In young Spanish director Alejandro Abenámar's darkly dreamlike Open Your Eyes (Abre los ojos, 1997), César (Eduardo Noriega) is the man who has everything. A gorgeous, wealthy twenty-something playboy, he tools about Madrid in his sports car and throws parties in his ultra-chic pad. However, at a fateful party he pursues Sofia (Penélope Cruz), the lovely girlfriend of his soulful buddy Pelayo (Fele Martínez), enacting the wrongdoing alegorized in the biblical injunction against "the rich man stealing the poor man's ewe." César also spurns Nuria (Najwa Nimri), one of the many women whom he has romanced and discarded.
But Nuria literally proves to be a femme fatale; when César accepts a ride home, she drives them both off the side of the road, metaphorically signaling the narrative's shift into a nightmarish roller coaster that switches precipitously between different psychic registers. César awakens in an institution for the criminally insane, accused of murder, his face now hideously disfigured. The question of how he got from "there" to "here" is one, of course, that we might all well ask ourselves, albeit less dramatically, at many junctures. Rich, glamorous swinger, or mad, scarred assassin – which is the illusion, which the reality? To complicate matters, César repeatedly dreams of a televised spokesperson for cryogenics and the letters "ELI," giving a new twist to questions posed by such films as The Matrix (1998, starring Keanu Reeves).
Through these confusing challenges to our understanding of being and knowing, Abenámar meditates non-didactically, and in ethically and philosophically interesting ways, upon César's predicament. The scarlet-clad, seductive Nuria is allied with the dark forces, and the insouciant César is clearly being punished for his traitorous, Don Juan-of-the '90's ways. When César does return to his life outside the asylum (sans fabulous looks), he labors toward redemption and a possible winning back of Pelayo's friendship and Sofia's love.
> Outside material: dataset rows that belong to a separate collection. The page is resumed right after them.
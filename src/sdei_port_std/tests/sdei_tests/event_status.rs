//! Checks the exact sequence of platform calls made by the event status test
use sdei_port_std::{Call, Context, Faults, Op, WatchdogDesc, FIRST_BOUND_EVENT_NUM, VA_OFFSET};
use sdei_test_suite::{platform::VirtAddr, TestOutcome};

use crate::SimTestUtil;

fn ops_in(calls: &[Call], context: Context) -> Vec<Op> {
    calls
        .iter()
        .filter(|c| c.context == context)
        .map(|c| c.op)
        .collect()
}

#[test]
fn conforming_trace() {
    let util = SimTestUtil::with_faults(Faults::empty());
    assert_eq!(util.run(), TestOutcome::Pass);

    let desc = WatchdogDesc::non_secure(0);
    let event = FIRST_BOUND_EVENT_NUM;
    let calls = util.platform().calls();

    let task = ops_in(&calls, Context::Task);
    assert_eq!(
        task[..9],
        [
            Op::PaToVa(desc.ctrl_base),
            Op::DisableInterrupt(desc.gsiv),
            Op::InterruptBind(desc.gsiv),
            Op::EventStatus(event),
            Op::EventRegister(event),
            Op::EventStatus(event),
            Op::EventEnable(event),
            Op::EventStatus(event),
            Op::SetWs0 { index: 0, ticks: 1 },
        ]
    );
    // Polls until `RUNNING` clears
    assert!(task[9..task.len() - 3]
        .iter()
        .all(|op| *op == Op::EventStatus(event)));
    assert_eq!(
        task[task.len() - 3..],
        [
            Op::InterruptRelease(event),
            Op::VaFree(VirtAddr(VA_OFFSET + desc.ctrl_base.0 as usize)),
            Op::SetTestStatus {
                pe_index: 0,
                outcome: TestOutcome::Pass
            },
        ]
    );

    // The handler stops the watchdog before anything else and unregisters
    // the event exactly once
    assert_eq!(
        ops_in(&calls, Context::Interrupt),
        [
            Op::Deliver(event),
            Op::SetWs0 { index: 0, ticks: 0 },
            Op::EventStatus(event),
            Op::EventUnregister(event),
            Op::EventStatus(event),
            Op::Complete(event),
        ]
    );

    assert!(util.platform().bound_events().is_empty());
    assert!(util.platform().live_mappings().is_empty());
}

#[test]
fn registered_too_early_releases_binding() {
    let util = SimTestUtil::with_faults(Faults::REPORTS_REGISTERED_EARLY);
    assert_eq!(util.run(), TestOutcome::Fail);

    let ops = util.platform().ops();
    assert!(!ops.iter().any(|op| matches!(op, Op::EventRegister(_))));
    assert!(ops.contains(&Op::InterruptRelease(FIRST_BOUND_EVENT_NUM)));
    assert!(util.platform().bound_events().is_empty());
}

#[test]
fn bind_failure_skips_register_and_release() {
    let util = SimTestUtil::with_faults(Faults::BIND_FAILS);
    assert_eq!(util.run(), TestOutcome::Fail);

    let ops = util.platform().ops();
    assert!(!ops.iter().any(|op| matches!(
        op,
        Op::EventRegister(_) | Op::EventUnregister(_) | Op::InterruptRelease(_)
    )));
    assert!(ops.iter().any(|op| matches!(op, Op::VaFree(_))));
}

#[test]
fn map_failure_touches_nothing_else() {
    let util = SimTestUtil::with_faults(Faults::MAP_FAILS);
    assert_eq!(util.run(), TestOutcome::Fail);

    assert_eq!(
        util.platform().ops(),
        [
            Op::PaToVa(WatchdogDesc::non_secure(0).ctrl_base),
            Op::SetTestStatus {
                pe_index: 0,
                outcome: TestOutcome::Fail
            },
        ]
    );
}

#[test]
fn gic_failure_frees_mapping() {
    let util = SimTestUtil::with_faults(Faults::GIC_DISABLE_FAILS);
    assert_eq!(util.run(), TestOutcome::Fail);

    let ops = util.platform().ops();
    assert!(!ops.iter().any(|op| matches!(op, Op::InterruptBind(_))));
    assert!(ops.iter().any(|op| matches!(op, Op::VaFree(_))));
    assert!(util.platform().live_mappings().is_empty());
}

#[test]
fn enabled_too_early_unwinds_registration() {
    let util = SimTestUtil::with_faults(Faults::REPORTS_ENABLED_EARLY);
    assert_eq!(util.run(), TestOutcome::Fail);

    let event = FIRST_BOUND_EVENT_NUM;
    let ops = util.platform().ops();
    let register = ops
        .iter()
        .position(|op| *op == Op::EventRegister(event))
        .unwrap();
    // Fails at the Handler-Registered check, before enabling
    assert_eq!(
        ops[register + 1..],
        [
            Op::EventStatus(event),
            Op::EventUnregister(event),
            Op::InterruptRelease(event),
            Op::VaFree(VirtAddr(VA_OFFSET + WatchdogDesc::non_secure(0).ctrl_base.0 as usize)),
            Op::SetTestStatus {
                pe_index: 0,
                outcome: TestOutcome::Fail
            },
        ]
    );
    assert!(util.platform().bound_events().is_empty());
}

#[test]
fn enable_ignored_cleans_up() {
    let util = SimTestUtil::with_faults(Faults::ENABLE_IGNORED);
    assert_eq!(util.run(), TestOutcome::Fail);

    let ops = util.platform().ops();
    // Never armed
    assert!(!ops.iter().any(|op| matches!(op, Op::SetWs0 { .. })));
    assert!(ops.contains(&Op::EventUnregister(FIRST_BOUND_EVENT_NUM)));
    assert!(ops.contains(&Op::InterruptRelease(FIRST_BOUND_EVENT_NUM)));
    assert!(util.platform().bound_events().is_empty());
}

#[test]
fn outcome_is_reported_for_configured_pe() {
    let util = SimTestUtil::new(
        sdei_port_std::SimConfig::default().with_pe_index(3),
        crate::default_config(),
    );
    assert_eq!(util.run(), TestOutcome::Pass);
    assert_eq!(util.platform().published(), [(3, TestOutcome::Pass)]);
}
Shots of the masked César in trendy nightspots dancing alone point to the lethal obsession with surface that haunts our fin de millennium psyches, the dehumanizing focus on image and exterior packaging rather than our interior make-up. And when César and his empathetic psychiatrist Antonio (Chete Lera) discover a cryogenics institute with the acronym ELI, which is a transcription of the Hebrew for "my God," the film examines the metaphysics of future technologies: what if a client had the ability to freeze not only her body but her happiest dreams and memories, but something went awry, and she opened her eyes instead to a world of her worst nightmares? And has this happened to César?
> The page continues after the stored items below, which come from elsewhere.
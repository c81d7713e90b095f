//! SDEI types shared by the test cases and the ports
use core::fmt;

/// An SDEI event number.
pub type EventNum = u32;

/// An interrupt ID (GSIV) as understood by the interrupt controller.
pub type IntId = u32;

bitflags::bitflags! {
    /// The value returned by `SDEI_EVENT_STATUS`.
    ///
    /// The bit positions are fixed by the SDEI ABI and must not
    /// be changed.
    pub struct EventStatus: u64 {
        /// A handler is registered for the event.
        const REGISTERED = 1 << 0;
        /// The event is enabled.
        const ENABLED = 1 << 1;
        /// A handler for the event is currently running.
        const RUNNING = 1 << 2;
    }
}

impl EventStatus {
    /// Get a flag indicating whether the event is in the Handler-Unregister
    /// Pending state, i.e., it's still running but no longer registered.
    #[inline]
    pub fn is_unregister_pending(self) -> bool {
        self.contains(Self::RUNNING) && !self.contains(Self::REGISTERED)
    }
}

macro_rules! define_result_code {
    (
        $( #[$meta:meta] )*
        pub enum ResultCode {
            $(
                $( #[$vmeta:meta] )*
                $vname:ident = $vd:expr
            ),* $(,)*
        }
    ) => {
        $( #[$meta] )*
        pub enum ResultCode {
            $(
                $( #[$vmeta] )*
                $vname = $vd
            ),*
        }

        impl ResultCode {
            /// Get the short name of the result code.
            ///
            /// # Examples
            ///
            /// ```
            /// use sdei_test_suite::sdei::ResultCode;
            /// assert_eq!(ResultCode::Pending.as_str(), "Pending");
            /// ```
            pub fn as_str(self) -> &'static str {
                match self {
                    $(
                        Self::$vname => stringify!($vname),
                    )*
                }
            }

            /// Decode a raw value returned by an SDEI call. Returns `None` if
            /// the value isn't a known result code.
            pub fn from_raw(raw: i64) -> Option<Self> {
                match raw {
                    $(
                        x if x == $vd => Some(Self::$vname),
                    )*
                    _ => None,
                }
            }
        }

        impl fmt::Debug for ResultCode {
            #[inline]
            fn fmt(&self, f: &mut fmt::Formatter) -> fmt::Result {
                f.write_str(self.as_str())
            }
        }
    };
}

define_result_code! {
    /// All result codes (including success) that an SDEI call can return.
    #[derive(Clone, Copy, PartialEq, Eq, Hash, PartialOrd, Ord)]
    #[repr(i8)]
    pub enum ResultCode {
        /// The call completed successfully.
        Success = 0,
        /// The call is not supported by the implementation.
        NotSupported = -1,
        /// One of the parameters is invalid, e.g., an unknown event number.
        InvalidParameters = -2,
        /// The call was denied because of the current state of the event.
        Denied = -3,
        /// The call could not complete immediately and will take effect later.
        ///
        /// `SDEI_EVENT_UNREGISTER` returns this when the event is running.
        Pending = -5,
        /// There are insufficient resources to complete the call.
        OutOfResource = -10,
    }
}

impl ResultCode {
    /// Get a flag indicating whether the code represents a failure.
    ///
    /// Failure codes have negative values.
    #[inline]
    pub fn is_err(self) -> bool {
        (self as i8) < 0
    }

    /// Get a flag indicating whether the code represents a success.
    #[inline]
    pub fn is_ok(self) -> bool {
        !self.is_err()
    }
}

macro_rules! define_error {
    (
        mod $mod_name:ident {}
        $( #[$meta:meta] )*
        $vis:vis enum $name:ident {
            $(
                $( #[$vmeta:meta] )*
                $vname:ident
            ),* $(,)*
        }
    ) => {
        $( #[$meta] )*
        ///
        /// See [`ResultCode`] for all result codes and generic descriptions.
        #[derive(Clone, Copy, PartialEq, Eq, Hash, PartialOrd, Ord)]
        #[repr(i8)]
        $vis enum $name {
            $(
                $( #[$vmeta] )*
                // Use the same discriminants as `ResultCode`
                $vname = ResultCode::$vname as i8
            ),*
        }

        impl fmt::Debug for $name {
            #[inline]
            fn fmt(&self, f: &mut fmt::Formatter) -> fmt::Result {
                ResultCode::from(*self).fmt(f)
            }
        }

        impl From<$name> for ResultCode {
            #[inline]
            fn from(x: $name) -> Self {
                match x {
                    $( $name::$vname => Self::$vname, )*
                }
            }
        }

        impl TryFrom<ResultCode> for $name {
            /// The code is `Success` or isn't a valid error for this call.
            type Error = ResultCode;

            #[inline]
            fn try_from(x: ResultCode) -> Result<Self, ResultCode> {
                match x {
                    $( ResultCode::$vname => Ok(Self::$vname), )*
                    other => Err(other),
                }
            }
        }

        #[cfg(test)]
        mod $mod_name {
            use super::*;

            #[test]
            fn to_result_code() {
                $(
                    assert_eq!(
                        ResultCode::$vname,
                        ResultCode::from($name::$vname),
                    );
                    assert_eq!(
                        ResultCode::$vname as i8,
                        $name::$vname as i8,
                    );
                )*
            }

            #[test]
            fn from_result_code() {
                $(
                    assert_eq!(
                        Ok($name::$vname),
                        $name::try_from(ResultCode::$vname),
                    );
                )*
                assert_eq!(
                    Err(ResultCode::Success),
                    $name::try_from(ResultCode::Success),
                );
            }
        }
    };
}

define_error! {
    mod event_status_error {}
    /// Error type for [`Sdei::event_status`].
    ///
    /// [`Sdei::event_status`]: crate::platform::Sdei::event_status
    pub enum EventStatusError {
        NotSupported,
        /// The event number is invalid.
        InvalidParameters,
    }
}

define_error! {
    mod interrupt_bind_error {}
    /// Error type for [`Sdei::interrupt_bind`].
    ///
    /// [`Sdei::interrupt_bind`]: crate::platform::Sdei::interrupt_bind
    pub enum InterruptBindError {
        NotSupported,
        /// The interrupt can't be bound to an event.
        InvalidParameters,
        /// The interrupt is already bound.
        Denied,
        /// No free event is available for binding.
        OutOfResource,
    }
}

define_error! {
    mod register_event_error {}
    /// Error type for [`Sdei::event_register`].
    ///
    /// [`Sdei::event_register`]: crate::platform::Sdei::event_register
    pub enum RegisterEventError {
        NotSupported,
        /// The event number or the routing mode is invalid.
        InvalidParameters,
        /// A handler is already registered or an unregistration is pending.
        Denied,
    }
}

define_error! {
    mod enable_event_error {}
    /// Error type for [`Sdei::event_enable`].
    ///
    /// [`Sdei::event_enable`]: crate::platform::Sdei::event_enable
    pub enum EnableEventError {
        NotSupported,
        InvalidParameters,
        /// No handler is registered for the event.
        Denied,
    }
}

define_error! {
    mod unregister_event_error {}
    /// Error type for [`Sdei::event_unregister`].
    ///
    /// `Pending` is not an error here; see [`Unregistration`].
    ///
    /// [`Sdei::event_unregister`]: crate::platform::Sdei::event_unregister
    pub enum UnregisterEventError {
        NotSupported,
        InvalidParameters,
        /// No handler is registered for the event.
        Denied,
    }
}

define_error! {
    mod interrupt_release_error {}
    /// Error type for [`Sdei::interrupt_release`].
    ///
    /// [`Sdei::interrupt_release`]: crate::platform::Sdei::interrupt_release
    pub enum InterruptReleaseError {
        NotSupported,
        /// The event number doesn't refer to a bound interrupt event.
        InvalidParameters,
        /// The event is still registered.
        Denied,
    }
}

/// The successful result of `SDEI_EVENT_UNREGISTER`.
#[derive(Debug, Clone, Copy, PartialEq, Eq)]
pub enum Unregistration {
    /// The handler was unregistered immediately.
    Complete,
    /// The event is running. The handler will be unregistered when the
    /// running handler completes.
    Pending,
}

impl Unregistration {
    /// Decode the raw result of `SDEI_EVENT_UNREGISTER`.
    pub fn from_result_code(code: ResultCode) -> Result<Self, UnregisterEventError> {
        match code {
            ResultCode::Success => Ok(Self::Complete),
            ResultCode::Pending => Ok(Self::Pending),
            other => Err(UnregisterEventError::try_from(other)
                .unwrap_or(UnregisterEventError::InvalidParameters)),
        }
    }
}

/// An event created by binding an interrupt.
#[derive(Debug, Clone, Copy, PartialEq, Eq)]
pub struct Event {
    pub event_num: EventNum,
    /// The event wraps a physical interrupt line.
    pub is_bound_irq: bool,
}

/// The entry point and the argument passed to `SDEI_EVENT_REGISTER`.
///
/// The dispatcher calls `entry(arg)` in the interrupt context each time the
/// event is delivered. `entry` must not block.
#[derive(Clone, Copy)]
pub struct EventHandler {
    pub entry: unsafe extern "C" fn(arg: usize),
    pub arg: usize,
}

impl fmt::Debug for EventHandler {
    fn fmt(&self, f: &mut fmt::Formatter<'_>) -> fmt::Result {
        f.debug_struct("EventHandler")
            .field("entry", &(self.entry as usize as *const ()))
            .field("arg", &(self.arg as *const ()))
            .finish()
    }
}

/// The routing mode of an event registration.
#[derive(Debug, Clone, Copy, PartialEq, Eq)]
pub enum Routing {
    /// The event may be delivered to any PE.
    Any,
    /// The event is delivered to the PE with the specified affinity.
    Pe(u64),
}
The film links these gripping questions back to the thinking of the great Golden Age Spanish playwright Calderón de la Barca in his masterpiece Life is a Dream (La vida es sueño, 1665), whose protagonist Segismundo, a philosophical forebear of César, muses: "Life is a dream, and dreams are dreams as well" ("La vida es sueño, y los sueños sueños son"). Far from being able to shape our destiny as we would wish, we may not even be able to distinguish our waking lives from dream states or chimeric projections. But whether it's all a dream or not, we must still try to navigate, to borrow again from Calderón, some sort of conscious and conscience-driven vessel through the ocean of existence.